## Data for analysis

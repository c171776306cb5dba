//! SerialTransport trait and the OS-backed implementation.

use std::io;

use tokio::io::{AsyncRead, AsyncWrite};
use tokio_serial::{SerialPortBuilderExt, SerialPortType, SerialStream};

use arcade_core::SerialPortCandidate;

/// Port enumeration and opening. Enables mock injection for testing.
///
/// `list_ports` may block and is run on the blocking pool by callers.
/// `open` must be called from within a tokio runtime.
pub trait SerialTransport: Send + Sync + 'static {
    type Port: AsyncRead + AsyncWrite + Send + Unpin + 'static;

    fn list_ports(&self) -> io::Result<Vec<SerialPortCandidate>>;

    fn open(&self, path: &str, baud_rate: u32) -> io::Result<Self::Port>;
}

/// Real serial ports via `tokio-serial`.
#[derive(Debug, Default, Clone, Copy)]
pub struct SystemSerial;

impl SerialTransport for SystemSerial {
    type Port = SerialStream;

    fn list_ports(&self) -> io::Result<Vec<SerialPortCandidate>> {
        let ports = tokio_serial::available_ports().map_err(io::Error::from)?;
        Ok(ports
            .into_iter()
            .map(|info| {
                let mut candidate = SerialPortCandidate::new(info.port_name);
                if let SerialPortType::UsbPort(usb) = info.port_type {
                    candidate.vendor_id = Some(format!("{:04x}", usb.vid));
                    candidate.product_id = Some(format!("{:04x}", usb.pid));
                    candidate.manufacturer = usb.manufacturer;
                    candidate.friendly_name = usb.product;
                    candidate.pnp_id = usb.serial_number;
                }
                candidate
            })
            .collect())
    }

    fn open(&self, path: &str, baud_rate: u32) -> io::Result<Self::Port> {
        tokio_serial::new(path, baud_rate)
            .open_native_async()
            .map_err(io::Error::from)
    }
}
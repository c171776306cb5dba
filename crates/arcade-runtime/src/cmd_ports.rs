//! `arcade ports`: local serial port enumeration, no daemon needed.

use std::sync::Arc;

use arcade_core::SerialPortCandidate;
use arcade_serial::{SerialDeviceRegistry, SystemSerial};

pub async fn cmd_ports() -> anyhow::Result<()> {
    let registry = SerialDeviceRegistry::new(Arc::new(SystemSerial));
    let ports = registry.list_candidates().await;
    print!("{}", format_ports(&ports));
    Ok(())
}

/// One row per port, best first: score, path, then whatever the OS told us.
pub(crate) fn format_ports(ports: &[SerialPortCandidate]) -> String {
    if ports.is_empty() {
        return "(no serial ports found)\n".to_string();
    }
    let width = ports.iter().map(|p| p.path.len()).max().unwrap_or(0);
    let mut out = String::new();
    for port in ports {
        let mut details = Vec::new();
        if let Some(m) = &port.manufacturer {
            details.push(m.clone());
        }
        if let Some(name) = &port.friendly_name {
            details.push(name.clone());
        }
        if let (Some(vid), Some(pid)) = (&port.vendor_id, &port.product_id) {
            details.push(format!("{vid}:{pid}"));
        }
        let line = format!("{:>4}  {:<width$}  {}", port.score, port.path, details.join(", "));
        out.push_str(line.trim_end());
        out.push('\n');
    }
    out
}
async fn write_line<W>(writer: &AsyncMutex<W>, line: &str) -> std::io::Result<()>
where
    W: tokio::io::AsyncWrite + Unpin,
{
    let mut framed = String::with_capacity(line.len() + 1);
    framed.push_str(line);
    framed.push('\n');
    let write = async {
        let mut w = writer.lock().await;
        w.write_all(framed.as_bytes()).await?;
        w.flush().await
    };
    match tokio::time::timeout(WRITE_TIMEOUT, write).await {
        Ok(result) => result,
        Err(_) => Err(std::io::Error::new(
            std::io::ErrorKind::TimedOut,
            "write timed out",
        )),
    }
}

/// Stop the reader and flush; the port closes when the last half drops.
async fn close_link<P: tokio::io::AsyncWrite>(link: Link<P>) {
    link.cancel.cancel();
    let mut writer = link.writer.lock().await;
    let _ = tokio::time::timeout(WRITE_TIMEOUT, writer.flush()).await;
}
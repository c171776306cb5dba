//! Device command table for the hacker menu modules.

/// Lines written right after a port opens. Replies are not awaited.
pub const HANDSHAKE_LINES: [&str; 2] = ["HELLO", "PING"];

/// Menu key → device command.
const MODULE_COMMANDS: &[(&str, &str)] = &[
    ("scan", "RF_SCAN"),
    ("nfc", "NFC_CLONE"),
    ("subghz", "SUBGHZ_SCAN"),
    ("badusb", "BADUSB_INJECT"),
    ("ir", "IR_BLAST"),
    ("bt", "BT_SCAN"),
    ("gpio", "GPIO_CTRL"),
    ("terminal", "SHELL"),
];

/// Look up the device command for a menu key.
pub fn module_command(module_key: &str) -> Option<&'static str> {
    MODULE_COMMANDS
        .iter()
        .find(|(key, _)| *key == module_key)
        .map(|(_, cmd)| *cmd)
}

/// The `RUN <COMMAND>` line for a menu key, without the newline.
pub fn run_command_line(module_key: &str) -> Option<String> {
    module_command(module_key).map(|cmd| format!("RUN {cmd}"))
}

* * *

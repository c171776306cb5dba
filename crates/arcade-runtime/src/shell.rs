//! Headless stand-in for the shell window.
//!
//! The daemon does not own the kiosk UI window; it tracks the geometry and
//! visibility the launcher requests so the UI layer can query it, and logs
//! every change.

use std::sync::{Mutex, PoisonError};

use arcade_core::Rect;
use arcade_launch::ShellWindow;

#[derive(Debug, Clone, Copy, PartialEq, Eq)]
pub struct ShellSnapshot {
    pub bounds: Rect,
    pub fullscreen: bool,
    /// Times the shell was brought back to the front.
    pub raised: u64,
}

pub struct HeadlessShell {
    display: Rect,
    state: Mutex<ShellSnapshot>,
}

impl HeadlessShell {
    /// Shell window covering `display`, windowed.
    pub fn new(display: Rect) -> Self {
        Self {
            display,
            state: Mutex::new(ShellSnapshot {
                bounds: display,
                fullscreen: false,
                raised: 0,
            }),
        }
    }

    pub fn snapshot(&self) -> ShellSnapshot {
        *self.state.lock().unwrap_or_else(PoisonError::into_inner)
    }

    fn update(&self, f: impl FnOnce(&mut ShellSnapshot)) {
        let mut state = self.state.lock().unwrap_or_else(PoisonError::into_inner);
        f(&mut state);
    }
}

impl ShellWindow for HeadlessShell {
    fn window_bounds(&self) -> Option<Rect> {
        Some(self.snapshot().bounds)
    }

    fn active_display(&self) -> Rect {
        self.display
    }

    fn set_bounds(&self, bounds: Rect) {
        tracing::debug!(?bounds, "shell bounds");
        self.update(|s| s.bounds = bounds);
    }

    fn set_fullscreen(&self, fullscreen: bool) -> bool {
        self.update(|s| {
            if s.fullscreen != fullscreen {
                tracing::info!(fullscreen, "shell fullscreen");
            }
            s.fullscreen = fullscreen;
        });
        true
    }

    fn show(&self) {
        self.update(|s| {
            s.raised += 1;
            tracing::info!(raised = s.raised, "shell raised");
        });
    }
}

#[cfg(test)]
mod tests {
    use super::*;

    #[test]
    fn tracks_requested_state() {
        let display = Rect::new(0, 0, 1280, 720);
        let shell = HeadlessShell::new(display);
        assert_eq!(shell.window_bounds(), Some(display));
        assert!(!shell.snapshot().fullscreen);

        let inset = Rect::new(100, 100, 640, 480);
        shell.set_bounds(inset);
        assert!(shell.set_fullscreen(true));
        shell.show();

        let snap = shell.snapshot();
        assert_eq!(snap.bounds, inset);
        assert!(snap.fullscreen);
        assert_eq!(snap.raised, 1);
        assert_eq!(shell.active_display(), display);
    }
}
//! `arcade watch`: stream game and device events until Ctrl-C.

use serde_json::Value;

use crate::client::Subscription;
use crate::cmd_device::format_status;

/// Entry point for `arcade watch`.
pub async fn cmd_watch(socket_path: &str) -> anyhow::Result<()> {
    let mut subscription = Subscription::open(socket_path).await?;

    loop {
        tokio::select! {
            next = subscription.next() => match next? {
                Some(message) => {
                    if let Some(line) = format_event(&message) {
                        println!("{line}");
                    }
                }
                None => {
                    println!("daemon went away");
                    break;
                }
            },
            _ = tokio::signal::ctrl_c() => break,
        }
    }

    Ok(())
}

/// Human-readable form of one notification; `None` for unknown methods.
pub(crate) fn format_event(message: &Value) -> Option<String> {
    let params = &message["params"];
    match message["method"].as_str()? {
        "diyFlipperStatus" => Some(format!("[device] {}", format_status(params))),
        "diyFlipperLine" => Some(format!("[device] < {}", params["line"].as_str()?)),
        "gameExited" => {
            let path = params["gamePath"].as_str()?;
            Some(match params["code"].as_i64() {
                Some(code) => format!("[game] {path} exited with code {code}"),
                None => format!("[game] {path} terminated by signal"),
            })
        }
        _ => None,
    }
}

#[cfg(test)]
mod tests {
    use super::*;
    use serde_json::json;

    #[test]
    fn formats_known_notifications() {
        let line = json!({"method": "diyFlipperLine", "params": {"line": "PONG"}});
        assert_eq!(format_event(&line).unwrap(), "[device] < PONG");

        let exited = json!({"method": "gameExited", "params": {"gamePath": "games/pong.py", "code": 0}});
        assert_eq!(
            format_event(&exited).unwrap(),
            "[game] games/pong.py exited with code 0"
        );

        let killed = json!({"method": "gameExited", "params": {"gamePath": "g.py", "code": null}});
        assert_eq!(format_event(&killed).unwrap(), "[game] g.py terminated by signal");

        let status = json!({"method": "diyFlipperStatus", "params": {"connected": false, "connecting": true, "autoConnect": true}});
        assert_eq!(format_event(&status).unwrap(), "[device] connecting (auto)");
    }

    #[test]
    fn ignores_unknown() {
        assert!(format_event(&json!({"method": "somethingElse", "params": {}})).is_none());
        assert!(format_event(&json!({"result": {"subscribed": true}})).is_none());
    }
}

---

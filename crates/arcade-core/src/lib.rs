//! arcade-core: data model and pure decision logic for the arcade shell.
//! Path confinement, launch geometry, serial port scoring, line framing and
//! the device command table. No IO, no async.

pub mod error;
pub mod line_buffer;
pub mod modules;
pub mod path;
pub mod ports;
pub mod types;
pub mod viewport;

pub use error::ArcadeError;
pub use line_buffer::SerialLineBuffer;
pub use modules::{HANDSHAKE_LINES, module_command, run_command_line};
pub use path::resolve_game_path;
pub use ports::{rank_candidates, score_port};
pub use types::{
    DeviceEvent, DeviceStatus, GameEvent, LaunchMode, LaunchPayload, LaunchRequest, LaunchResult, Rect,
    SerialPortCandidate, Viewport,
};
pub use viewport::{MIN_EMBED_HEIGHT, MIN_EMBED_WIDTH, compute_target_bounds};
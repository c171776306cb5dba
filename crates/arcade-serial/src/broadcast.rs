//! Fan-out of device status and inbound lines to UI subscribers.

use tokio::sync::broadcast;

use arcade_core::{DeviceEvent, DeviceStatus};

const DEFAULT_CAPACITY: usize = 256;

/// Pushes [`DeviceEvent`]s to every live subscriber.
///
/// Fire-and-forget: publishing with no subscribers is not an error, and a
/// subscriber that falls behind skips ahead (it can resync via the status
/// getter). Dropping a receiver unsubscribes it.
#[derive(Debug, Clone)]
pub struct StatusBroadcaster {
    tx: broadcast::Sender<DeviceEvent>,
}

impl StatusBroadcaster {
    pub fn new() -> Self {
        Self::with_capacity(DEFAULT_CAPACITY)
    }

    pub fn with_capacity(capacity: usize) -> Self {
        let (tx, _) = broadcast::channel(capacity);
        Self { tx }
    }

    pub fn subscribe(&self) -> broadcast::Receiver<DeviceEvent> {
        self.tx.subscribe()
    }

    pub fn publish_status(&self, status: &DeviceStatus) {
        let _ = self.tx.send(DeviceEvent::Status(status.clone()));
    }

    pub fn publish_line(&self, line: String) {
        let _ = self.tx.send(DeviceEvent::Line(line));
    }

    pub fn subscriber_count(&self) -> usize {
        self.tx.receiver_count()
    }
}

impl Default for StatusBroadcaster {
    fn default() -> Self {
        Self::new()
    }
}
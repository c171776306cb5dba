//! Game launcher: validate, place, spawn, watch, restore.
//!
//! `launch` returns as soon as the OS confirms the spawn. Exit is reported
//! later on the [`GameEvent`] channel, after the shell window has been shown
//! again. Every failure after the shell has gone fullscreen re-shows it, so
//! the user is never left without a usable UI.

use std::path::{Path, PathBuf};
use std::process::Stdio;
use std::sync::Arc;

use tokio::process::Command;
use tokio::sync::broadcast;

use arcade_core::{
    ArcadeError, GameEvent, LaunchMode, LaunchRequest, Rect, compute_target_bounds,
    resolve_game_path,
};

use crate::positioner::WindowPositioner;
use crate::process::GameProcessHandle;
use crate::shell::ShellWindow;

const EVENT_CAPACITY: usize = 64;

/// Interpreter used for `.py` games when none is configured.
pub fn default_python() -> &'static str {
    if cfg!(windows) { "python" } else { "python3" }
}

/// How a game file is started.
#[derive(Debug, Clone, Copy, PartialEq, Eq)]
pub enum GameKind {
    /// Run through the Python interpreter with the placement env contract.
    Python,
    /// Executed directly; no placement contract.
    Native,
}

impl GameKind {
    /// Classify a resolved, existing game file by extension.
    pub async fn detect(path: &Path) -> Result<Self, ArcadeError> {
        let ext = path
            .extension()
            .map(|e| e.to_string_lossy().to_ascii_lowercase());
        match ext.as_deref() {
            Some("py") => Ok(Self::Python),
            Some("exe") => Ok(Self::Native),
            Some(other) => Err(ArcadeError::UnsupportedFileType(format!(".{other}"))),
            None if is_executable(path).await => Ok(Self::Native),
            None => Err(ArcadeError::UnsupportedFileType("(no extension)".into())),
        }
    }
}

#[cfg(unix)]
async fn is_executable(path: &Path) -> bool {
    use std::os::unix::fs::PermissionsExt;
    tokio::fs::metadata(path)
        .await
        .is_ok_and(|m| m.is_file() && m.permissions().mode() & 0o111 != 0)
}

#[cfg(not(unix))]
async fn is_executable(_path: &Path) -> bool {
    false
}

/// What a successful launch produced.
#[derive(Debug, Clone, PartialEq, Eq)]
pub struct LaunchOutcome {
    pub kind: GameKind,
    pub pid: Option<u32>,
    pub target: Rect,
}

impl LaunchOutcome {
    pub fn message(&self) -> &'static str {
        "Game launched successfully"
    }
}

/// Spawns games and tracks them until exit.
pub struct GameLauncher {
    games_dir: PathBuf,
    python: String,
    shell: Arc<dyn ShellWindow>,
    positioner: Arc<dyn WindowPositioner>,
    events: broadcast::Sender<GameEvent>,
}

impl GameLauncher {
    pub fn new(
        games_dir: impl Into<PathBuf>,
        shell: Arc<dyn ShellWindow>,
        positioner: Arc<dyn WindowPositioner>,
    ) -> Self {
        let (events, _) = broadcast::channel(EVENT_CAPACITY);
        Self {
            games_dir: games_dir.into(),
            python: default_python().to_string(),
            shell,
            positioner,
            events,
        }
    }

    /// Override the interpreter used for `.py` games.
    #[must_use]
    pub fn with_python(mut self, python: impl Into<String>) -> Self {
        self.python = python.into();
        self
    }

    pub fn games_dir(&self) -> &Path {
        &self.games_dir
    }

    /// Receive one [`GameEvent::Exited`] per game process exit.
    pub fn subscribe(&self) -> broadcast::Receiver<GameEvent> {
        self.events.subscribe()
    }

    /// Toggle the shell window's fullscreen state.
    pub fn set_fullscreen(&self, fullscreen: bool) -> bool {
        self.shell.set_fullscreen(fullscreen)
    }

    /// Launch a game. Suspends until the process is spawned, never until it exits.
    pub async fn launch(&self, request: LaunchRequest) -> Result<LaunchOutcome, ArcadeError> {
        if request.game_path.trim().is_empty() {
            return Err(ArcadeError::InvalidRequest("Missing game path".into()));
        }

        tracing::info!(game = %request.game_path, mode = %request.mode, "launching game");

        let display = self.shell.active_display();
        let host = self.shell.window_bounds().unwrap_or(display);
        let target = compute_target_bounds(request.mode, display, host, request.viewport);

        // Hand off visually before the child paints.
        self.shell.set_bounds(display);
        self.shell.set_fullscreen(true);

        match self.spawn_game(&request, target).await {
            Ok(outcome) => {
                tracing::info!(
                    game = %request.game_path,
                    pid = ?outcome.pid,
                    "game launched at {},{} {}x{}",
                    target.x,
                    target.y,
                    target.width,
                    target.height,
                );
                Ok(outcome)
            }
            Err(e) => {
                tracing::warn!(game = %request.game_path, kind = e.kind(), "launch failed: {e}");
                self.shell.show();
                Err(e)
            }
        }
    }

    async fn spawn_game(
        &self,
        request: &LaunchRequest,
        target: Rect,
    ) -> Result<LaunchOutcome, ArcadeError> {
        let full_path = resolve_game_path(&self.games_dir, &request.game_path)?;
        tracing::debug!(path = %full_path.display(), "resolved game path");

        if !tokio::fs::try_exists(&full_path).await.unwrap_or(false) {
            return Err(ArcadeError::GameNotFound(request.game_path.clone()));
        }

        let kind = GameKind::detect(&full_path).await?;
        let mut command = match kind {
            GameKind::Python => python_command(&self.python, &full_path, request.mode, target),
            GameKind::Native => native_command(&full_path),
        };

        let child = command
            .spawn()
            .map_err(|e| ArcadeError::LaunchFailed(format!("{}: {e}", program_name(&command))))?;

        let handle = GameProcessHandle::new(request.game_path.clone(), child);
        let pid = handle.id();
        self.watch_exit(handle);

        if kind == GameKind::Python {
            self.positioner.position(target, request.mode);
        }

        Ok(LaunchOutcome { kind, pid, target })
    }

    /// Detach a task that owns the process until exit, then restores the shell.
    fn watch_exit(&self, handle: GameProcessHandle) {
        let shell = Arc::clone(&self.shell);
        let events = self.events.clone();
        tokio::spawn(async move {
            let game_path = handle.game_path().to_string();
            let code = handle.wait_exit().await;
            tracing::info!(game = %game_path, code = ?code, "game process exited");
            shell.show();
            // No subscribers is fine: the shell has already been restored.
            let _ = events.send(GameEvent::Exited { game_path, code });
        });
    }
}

## Problem description
List the lines of the records where "SerialPortType" occurs.

## Answer to this task
use tokio_serial::{SerialPortBuilderExt, SerialPortType, SerialStream};
                if let SerialPortType::UsbPort(usb) = info.port_type {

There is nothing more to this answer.